Introduction
Retrieval Augmented Generation (RAG) pipelines are improving how AI systems interact with custom data, but two critical components we will focus on here: memory and hybrid search. In this article, we will explore how integrating these powerful features can transform your RAG system from a simple question-answering tool into a context-aware, intelligent conversational agent.
Memory in RAG allows your system to maintain and leverage conversation history, creating more coherent and contextually relevant interactions. Meanwhile, hybrid search combines the semantic understanding of vector search with the precision of keyword-based approaches, significantly enhancing the retrieval accuracy of your RAG pipeline.
In this article, we will be using LlamaIndex to implement both memory and hybrid search using Qdrant as the vector store and Google’s Gemini as our Large Language model.
Learning Objectives
- Gain an implementation understanding of the role of memory in RAG systems and its impact on generating contextually accurate responses.
- Learn to integrate Google’s Gemini LLM and Qdrant Fast Embeddings within the LlamaIndex framework, this is useful as OpenAI is the default LLM and Embed model used in LlamaIndex.

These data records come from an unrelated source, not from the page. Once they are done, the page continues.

use std::sync::{Arc, Mutex};

use feed_tabulator::feed::FeedSource;
use feed_tabulator::geocode::{Boundary, BoundaryResolver, GeoJsonFileResolver};
use feed_tabulator::pipeline::{
    run, PipelineContext, PipelineEvent, PipelineObserver, PipelineOptions, PipelineSeverity, Stage,
};
use feed_tabulator::{PipelineError, PipelineResult};

const FEED_URL: &str = "https://api.nanaimo.ca/dataservice/v1/sql/BusinessLicences/";

struct FixtureFeed;

impl FeedSource for FixtureFeed {
    fn fetch(&self, _url: &str) -> PipelineResult<Vec<u8>> {
        Ok(std::fs::read("tests/fixtures/business_licences.xml")?)
    }
}

struct NoBoundary;

impl BoundaryResolver for NoBoundary {
    fn resolve(&self, place: &str) -> PipelineResult<Boundary> {
        Err(PipelineError::Geocode {
            place: place.to_string(),
            message: "no results".to_string(),
        })
    }
}

#[derive(Default)]
struct RecordingObserver {
    events: Mutex<Vec<PipelineEvent>>,
    failures: Mutex<Vec<PipelineSeverity>>,
    alerts: Mutex<Vec<PipelineSeverity>>,
}

impl PipelineObserver for RecordingObserver {
    fn on_event(&self, _ctx: &PipelineContext, event: &PipelineEvent) {
        self.events.lock().unwrap().push(event.clone());
    }

    fn on_failure(&self, _ctx: &PipelineContext, severity: PipelineSeverity, _error: &PipelineError) {
        self.failures.lock().unwrap().push(severity);
    }

    fn on_alert(&self, _ctx: &PipelineContext, severity: PipelineSeverity, _error: &PipelineError) {
        self.alerts.lock().unwrap().push(severity);
    }
}

fn options(dir: &tempfile::TempDir, obs: &Arc<RecordingObserver>, alert: PipelineSeverity) -> PipelineOptions {
    PipelineOptions {
        output_dir: dir.path().to_path_buf(),
        observer: Some(obs.clone()),
        alert_at_or_above: alert,
        ..Default::default()
    }
}

#[test]
fn observer_sees_every_stage_in_order() {
    let dir = tempfile::tempdir().unwrap();
    let obs = Arc::new(RecordingObserver::default());
    let resolver = GeoJsonFileResolver::new("tests/fixtures/nanaimo_boundary.geojson");

    run(FEED_URL, "licence", &FixtureFeed, &resolver, &options(&dir, &obs, PipelineSeverity::Critical)).unwrap();

    let events = obs.events.lock().unwrap().clone();
    let stages: Vec<(Stage, usize, usize)> = events
        .iter()
        .filter_map(|e| match e {
            PipelineEvent::StageFinished { stage, rows, columns } => Some((*stage, *rows, *columns)),
            _ => None,
        })
        .collect();
    assert_eq!(
        stages,
        vec![
            (Stage::Extract, 5, 8),
            (Stage::Normalize, 5, 8),
            (Stage::LocalTimestamp, 5, 9),
            (Stage::Geometry, 5, 10),
            (Stage::Clean, 3, 10),
            (Stage::Persist, 3, 10),
        ]
    );

    assert!(matches!(events[0], PipelineEvent::FeedFetched { bytes } if bytes > 0));
    let written = events
        .iter()
        .filter(|e| matches!(e, PipelineEvent::OutputWritten { .. }))
        .count();
    assert_eq!(written, 4);
    assert!(events.iter().any(|e| matches!(
        e,
        PipelineEvent::MemoryUsage { before_bytes, after_bytes } if after_bytes < before_bytes
    )));
    assert!(obs.failures.lock().unwrap().is_empty());
}

#[test]
fn observer_receives_failure_and_alert_on_critical_geocode_error() {
    let dir = tempfile::tempdir().unwrap();
    let obs = Arc::new(RecordingObserver::default());

    let _ = run(FEED_URL, "licence", &FixtureFeed, &NoBoundary, &options(&dir, &obs, PipelineSeverity::Critical))
        .unwrap_err();

    let failures = obs.failures.lock().unwrap().clone();
    let alerts = obs.alerts.lock().unwrap().clone();
    assert_eq!(failures, vec![PipelineSeverity::Critical]);
    assert_eq!(alerts, vec![PipelineSeverity::Critical]);
}

#[test]
fn observer_receives_failure_without_alert_for_non_critical_error() {
    let dir = tempfile::tempdir().unwrap();
    let obs = Arc::new(RecordingObserver::default());

    // Missing primary key -> Error severity (not Critical) -> should not alert
    let _ = run(FEED_URL, "folder", &FixtureFeed, &NoBoundary, &options(&dir, &obs, PipelineSeverity::Critical))
        .unwrap_err();

    let failures = obs.failures.lock().unwrap().clone();
    assert_eq!(failures, vec![PipelineSeverity::Error]);
    assert!(obs.alerts.lock().unwrap().is_empty());
}

#[test]
fn lower_threshold_alerts_on_configuration_errors() {
    let dir = tempfile::tempdir().unwrap();
    let obs = Arc::new(RecordingObserver::default());
    let opts = PipelineOptions {
        timezone: "Nowhere/Special".to_string(),
        ..options(&dir, &obs, PipelineSeverity::Error)
    };

    let _ = run(FEED_URL, "licence", &FixtureFeed, &NoBoundary, &opts).unwrap_err();

    assert_eq!(obs.alerts.lock().unwrap().clone(), vec![PipelineSeverity::Error]);
    assert!(obs.events.lock().unwrap().is_empty());
}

- Develop the implementation of hybrid search techniques using Qdrant Vector store, combining vector and keyword search to enhance retrieval precision in RAG applications.
- Explore the capabilities of Qdrant as a vector store, focusing on its built-in hybrid search functionality and fast embedding features.
This article was published as a part of the Data Science Blogathon.
Hybrid Search in Qdrant
Imagine you’re building a chatbot for a massive e-commerce site. A user asks, “Show me the latest iPhone model.” With traditional vector search, you might get semantically similar results, but you could miss the exact match. Keyword search, on the other hand, might be too rigid. Hybrid search gives you the best of both worlds:
- Vector search captures semantic meaning and context
- Keyword search ensures precision for specific terms
Qdrant is our vector store of choice for this article, and good reason:
- Qdrant makes implementing hybrid search easy by just enabling hybrid parameters when defined.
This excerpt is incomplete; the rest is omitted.